Annemarie Wildeisen: Du schreibst in deinem Artikel nur über Schnäpse, also alkoholische Getränke. Ich trinke nach dem Essen gerne einen Espresso und das hilft mir mindestens so gut wie ein Schnaps.
Beat Koelliker: Da gibt dir sogar die Wissenschaft recht, denn ein Kaffee enthält ebenso wie ein Kräuterschnaps viele Bitterstoffe und die helfen in genau gleicher Weise bei der Verdauung. Aber vielleicht ist dir schon aufgefallen, dass der Effekt bei einem Espresso viel stärker ist als bei einem Filterkaffee. Die Bitterstoffe sind darin halt wesentlich konzentrierter.
Genau, darum liebe ich den Kaffee auch als Ristretto, auf italienische Art. Und wie ist das beim Tee?

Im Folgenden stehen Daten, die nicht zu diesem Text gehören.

use std::path::Path;

pub fn validate_path_exists(path: &str) -> Result<String, String> {
    if Path::new(path).exists() {
        Ok(path.to_string())
    } else {
        Err(format!("Path does not exist: {path}"))
    }
}
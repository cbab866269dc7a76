pub fn app_version() -> &'static str {
    env!("CARGO_PKG_VERSION")
}
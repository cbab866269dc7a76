use super::token::TokenType;
use lazy_static::lazy_static;
use regex::Regex;

/// One lexical rule. Patterns are anchored at the current position.
pub struct LexRule {
    pub token_type: TokenType,
    /// Tiebreak between matches of equal length; higher wins.
    pub rank: u8,
    pub pattern: Regex,
}

lazy_static! {
    pub static ref LEX_RULES: Vec<LexRule> = vec![
        LexRule {
            token_type: TokenType::BlockComment,
            rank: 2,
            pattern: Regex::new(r"^##(?s:.*?)##").unwrap(),
        },
        LexRule {
            token_type: TokenType::LineComment,
            rank: 0,
            pattern: Regex::new(r"^#[^#\r\n][^\r\n]*").unwrap(),
        },
        LexRule {
            token_type: TokenType::Number,
            rank: 2,
            pattern: Regex::new(r"^[+-]?[0-9]+(?:\.[0-9]*|[eE][+-]?[0-9]+)").unwrap(),
        },
        LexRule {
            token_type: TokenType::Integer,
            rank: 1,
            pattern: Regex::new(r"^[+-]?[0-9]+").unwrap(),
        },
        LexRule {
            token_type: TokenType::Identifier,
            rank: 0,
            pattern: Regex::new(r"^[_a-zA-Z][_a-zA-Z0-9]*").unwrap(),
        },
        LexRule {
            token_type: TokenType::Plus,
            rank: 0,
            pattern: Regex::new(r"^\+").unwrap(),
        },
    ];
    pub static ref WHITESPACE: Regex = Regex::new(r"^[ \t\r\n]+").unwrap();
    pub static ref UNCLOSED_BLOCK_COMMENT: Regex = Regex::new(r"^##").unwrap();
}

Da ist die Sache etwas komplizierter. Beim Brühen des Tees gehen viele ätherische Öle der Kräuter verloren, die im Schnaps erhalten bleiben: Anis, Kümmel, Artischocke, Ingwer und vieles andere. Anders ist es bei der Pfefferminze. Diese ist ein ausgezeichneter Helfer bei der Verdauung.
Also zum Beispiel: Marokkanischer Pfefferminztee.
Genau. Oder das, was die Engländer schon immer mit ihren «after dinner mints» gemacht haben, indem sie nach einem üppigen Mahl Mintdragees oder Schokolade mit Minzefüllung genossen haben.
Mit dem marokkanischen Pfefferminztee sind wir ja schon in den arabischen Ländern. Da reicht man ja nach dem Essen gerne auch in Zucker eingehüllte reine Anissamen, sogenannte Supari ...
Ja, und darin sind die ätherischen Öle auch noch vollständig erhalten und wenn man sie kaut, gehen sie in den Magen und helfen dort bei der Verdauung mit.
... und man hat noch dazu ein frisches und angenehmes Mundgefühl. Ein ganz anderes Thema: Was hältst du vom Trinkessig? Der soll ja auch ganz besonders verdauungsfördernd sein.
Ist er auch. Nur, es sollte wirklich erste Qualität sein und nicht irgendein gewöhnlicher Industrieessig. Dann aber genügen ein paar Tropfen auf die Zunge und man fühlt sich wunderbar erfrischt.
Früher galt jeweils noch das Sprichwort: «Nach dem Essen sollst du ruh’n oder tausend Schritte tun.» Gilt das immer noch?
Ja sicher. Bei einem kleinen Spaziergang vors Haus hält man seinen Verdauungstrakt in Bewegung und hilft ihm, seine Aufgabe zu erfüllen. Nicht so gut ist dagegen richtiger Sport, denn das würde das Blut vom Magen in die Muskeln lenken und das wäre sicher falsch.